Brief:
Whenever a line in the records below holds the string "await", copy it out.
(Beginning of Records shown)
use crate::address_validator::validate_address;
use crate::config::Config;
use crate::errors::AppError;
use crate::goplus_client::GoPlusClient;
use crate::models::CheckAddressRequest;
use axum::{body::Bytes, extract::State, http::StatusCode, Json};
use serde_json::{json, Value};
use std::sync::Arc;

/// Shared application state injected into handlers.
#[derive(Clone)]
pub struct AppState {
    /// Application configuration.
    pub config: Config,
    /// Client for the GoPlus address-security API.
    pub goplus_client: GoPlusClient,
}

impl AppState {
    pub fn new(config: Config) -> Result<Self, AppError> {
        let goplus_client = GoPlusClient::from_config(&config)?;
        Ok(Self {
            config,
            goplus_client,
        })
    }
}

/// Health check endpoint.
///
/// # Returns
///
/// * `(StatusCode, Json<serde_json::Value>)` - HTTP 200 OK with health status JSON.
pub async fn health() -> (StatusCode, Json<Value>) {
    (
        StatusCode::OK,
        Json(json!({
            "status": "healthy",
            "service": "rust-wallet-risk-api",
            "version": env!("CARGO_PKG_VERSION")
        })),
    )
}

/// Validates `raw_address` and fetches its GoPlus report.
///
/// Shared by the JSON endpoint and the HTML page. Invalid input never reaches
/// the network.
pub async fn lookup_address(state: &AppState, raw_address: &str) -> Result<Value, AppError> {
    let candidate = validate_address(raw_address)?;
    tracing::info!("Checking {} address {}", candidate.chain, candidate.address);

    state
        .goplus_client
        .fetch_address_security(&candidate.address, None)
        .await
}

/// POST /api/check-address
///
/// Accepts `{"address": "..."}` and responds with the GoPlus payload
/// unchanged. Errors are translated once, by `AppError::into_response`.
///
/// # Arguments
///
/// * `state` - The application state.
/// * `body` - Raw request body; parsed here so malformed JSON gets the
///   localized 400 body instead of the extractor's rejection.
pub async fn check_address(
    State(state): State<Arc<AppState>>,
    body: Bytes,
) -> Result<Json<Value>, AppError> {
    let request = CheckAddressRequest::from_body(&body)?;
    let payload = lookup_address(&state, &request.address).await?;
    Ok(Json(payload))
}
(End of Records shown)
Exercise answer:
        .await
    let payload = lookup_address(&state, &request.address).await?;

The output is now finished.